Em Nampula, existiu igualmente uma estátua de Neutel, com que as autoridades portuguesas, nos anos de 1950, decidiram “imortalizar as suas proezas de ter conseguido (…) conquistar o distrito de Moçambique e (…) por ser um dos colonos mais destacados e fundador da cidade”, escreveu a Academia Militar Marechal Samora Machel em 2020, no contexto do Dia Internacional dos Monumentos e Sítios.
“Depois da independência nacional, a praça Neutel de Abreu foi transformada em praça dos Heróis Moçambicanos e a estátua (…) removida para o recinto do Museu da Academia”, acrescentou.

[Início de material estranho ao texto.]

use std::path::PathBuf;

use thiserror::Error;

pub type Result<T> = std::result::Result<T, ConceptError>;

#[derive(Error, Debug)]
pub enum ConceptError {
    #[error("Failed to read rule file {}: {source}", path.display())]
    Io {
        path: PathBuf,
        #[source]
        source: std::io::Error,
    },

    #[error("Rule table '{name}' is not valid JSON/TOML: {message}")]
    Parse { name: String, message: String },

    #[error("Rule table schema_version {0} is not supported (expected 1)")]
    UnsupportedSchema(u32),

    #[error("Concept rule #{index} is invalid: {reason}")]
    InvalidRule { index: usize, reason: String },

    #[error("Rule table must end with a fallback rule (a rule with no triggers)")]
    MissingFallback,
}
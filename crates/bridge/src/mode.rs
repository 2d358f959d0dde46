use std::fmt;
use std::str::FromStr;

use crate::error::BridgeError;

#[derive(Debug, Clone, Copy, PartialEq, Eq)]
pub enum Mode {
    /// Word lookup against the lexicon.
    Lexical,
    /// Candidate synthesis for a concept.
    Concept,
}

impl Mode {
    #[must_use]
    pub const fn as_str(self) -> &'static str {
        match self {
            Self::Lexical => "lexical",
            Self::Concept => "concept",
        }
    }
}

impl FromStr for Mode {
    type Err = BridgeError;

    /// Exact names only; nothing defaults silently.
    fn from_str(s: &str) -> Result<Self, Self::Err> {
        match s {
            "lexical" => Ok(Self::Lexical),
            "concept" => Ok(Self::Concept),
            other => Err(BridgeError::InvalidMode(other.to_string())),
        }
    }
}

impl fmt::Display for Mode {
    fn fmt(&self, f: &mut fmt::Formatter<'_>) -> fmt::Result {
        f.write_str(self.as_str())
    }
}
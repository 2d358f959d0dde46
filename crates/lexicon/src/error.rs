use std::path::PathBuf;

use thiserror::Error;

pub type Result<T> = std::result::Result<T, LexiconError>;

#[derive(Error, Debug)]
pub enum LexiconError {
    #[error("Empty query")]
    EmptyQuery,

    #[error("Failed to read lexicon file {}: {source}", path.display())]
    Io {
        path: PathBuf,
        #[source]
        source: std::io::Error,
    },

    #[error("Lexicon '{name}' is not valid JSON/TOML: {message}")]
    Parse { name: String, message: String },

    #[error("Lexicon schema_version {0} is not supported (expected 1)")]
    UnsupportedSchema(u32),

    #[error("Lexicon entry #{index} is invalid: {reason}")]
    InvalidEntry { index: usize, reason: String },
}
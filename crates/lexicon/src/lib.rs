//! # Lnu Lexicon
//!
//! Read-only Mi'kmaw lexicon plus the tiered resolver that explains words
//! against it.
//!
//! ```text
//! query
//!   │
//!   ├──> normalize (trim + lowercase), blank -> EmptyQuery
//!   │
//!   ├──> tier 1: exact surface   ─┐
//!   ├──> tier 2: exact lemma     ─┴─> LookupResult::Lexicon
//!   │
//!   └──> miss -> LookupResult::Unknown (query as typed + guidance)
//! ```
//!
//! Every scan is linear over the entries in document order, so the first
//! matching entry always wins.

mod error;
mod resolver;
mod sentence;
mod store;

pub use error::{LexiconError, Result};
pub use resolver::Resolver;
pub use sentence::tokenize;
pub use store::Lexicon;

/// The comparison key used by every lookup tier.
#[must_use]
pub fn normalize(text: &str) -> String {
    text.trim().to_lowercase()
}
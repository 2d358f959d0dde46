//! # Lnu Bridge
//!
//! Single entry point for the rendering layer: owns the loaded lexicon and
//! concept rules and dispatches `(mode, query, purpose)` requests.
//!
//! ```text
//! (mode, query, purpose)
//!     │
//!     ├──> blank query ─────────> BridgeError::EmptyInput
//!     ├──> mode = lexical ──────> Resolver::explain     -> Outcome::Lexical
//!     ├──> mode = concept ──────> Synthesizer::synthesize -> Outcome::Concept
//!     └──> any other mode ──────> BridgeError::InvalidMode
//! ```

use std::path::Path;

use lnu_concept::{RuleTable, Synthesizer};
use lnu_lexicon::{Lexicon, Resolver};
use lnu_protocol::{ConceptResult, LookupResult, Outcome, ReviewItem, SentenceAnalysis};

mod error;
mod mode;

pub use error::{BridgeError, Result};
pub use mode::Mode;

/// Process-lifetime owner of the immutable lexicon and rule table.
#[derive(Debug, Clone)]
pub struct Bridge {
    lexicon: Lexicon,
    rules: RuleTable,
}

impl Bridge {
    #[must_use]
    pub const fn new(lexicon: Lexicon, rules: RuleTable) -> Self {
        Self { lexicon, rules }
    }

    /// Bundled lexicon and rules.
    #[must_use]
    pub fn bundled() -> Self {
        Self::new(Lexicon::bundled(), RuleTable::bundled())
    }

    /// Loads each table from its file when given, otherwise the bundled one.
    pub fn load(lexicon_path: Option<&Path>, rules_path: Option<&Path>) -> Result<Self> {
        let lexicon = match lexicon_path {
            Some(path) => {
                log::info!("Loading lexicon from {}", path.display());
                Lexicon::from_file(path)?
            }
            None => Lexicon::bundled(),
        };
        let rules = match rules_path {
            Some(path) => {
                log::info!("Loading concept rules from {}", path.display());
                RuleTable::from_file(path)?
            }
            None => RuleTable::bundled(),
        };
        Ok(Self::new(lexicon, rules))
    }

    #[must_use]
    pub const fn lexicon(&self) -> &Lexicon {
        &self.lexicon
    }

    #[must_use]
    pub const fn rules(&self) -> &RuleTable {
        &self.rules
    }

    #[must_use]
    pub const fn resolver(&self) -> Resolver<'_> {
        Resolver::new(&self.lexicon)
    }

    #[must_use]
    pub const fn synthesizer(&self) -> Synthesizer<'_> {
        Synthesizer::new(&self.rules)
    }

    /// Dispatches a request. A blank query is rejected before either engine
    /// runs, so "typed nothing" never looks like "typed something unknown".
    pub fn process(&self, mode: Mode, query: &str, purpose: &str) -> Result<Outcome> {
        if query.trim().is_empty() {
            return Err(BridgeError::EmptyInput);
        }
        log::debug!("processing {mode} request");

        match mode {
            Mode::Lexical => Ok(Outcome::Lexical(self.explain(query)?)),
            Mode::Concept => Ok(Outcome::Concept(self.synthesize(query, purpose))),
        }
    }

    /// Same as [`Bridge::process`] for a mode given as text.
    pub fn process_raw(&self, mode: &str, query: &str, purpose: &str) -> Result<Outcome> {
        let mode: Mode = mode.parse()?;
        self.process(mode, query, purpose)
    }

    pub fn explain(&self, query: &str) -> Result<LookupResult> {
        Ok(self.resolver().explain(query)?)
    }

    #[must_use]
    pub fn synthesize(&self, concept: &str, purpose: &str) -> ConceptResult {
        self.synthesizer().synthesize(concept, purpose)
    }

    pub fn explain_gloss(&self, query: &str) -> Result<LookupResult> {
        Ok(self.resolver().explain_gloss(query)?)
    }

    pub fn explain_sentence(&self, sentence: &str) -> Result<SentenceAnalysis> {
        Ok(self.resolver().explain_sentence(sentence)?)
    }

    #[must_use]
    pub fn review_queue(&self) -> Vec<ReviewItem> {
        self.lexicon.review_queue()
    }
}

A colocação da estátua no local foi interpretada como “um sintoma claro de respeito histórico”, consideraram Nuno Soares e Aires Henriques, autores do livro “Maçons de pedra e cal – A Maçonaria ao Vale do Zêzere” (2015). Entretanto, Nguni Gungunhana (1850-1906), o último imperador do território moçambicano de Gaza, jaz na Fortaleza de Maputo.
Ironicamente, os restos mortais têm actualmente por companhia, entre outros símbolos da época colonial, a estátua equestre de Mouzinho de Albuquerque, o oficial português que em 1895 capturou o monarca zulu, na aldeia fortificada de Chaimite.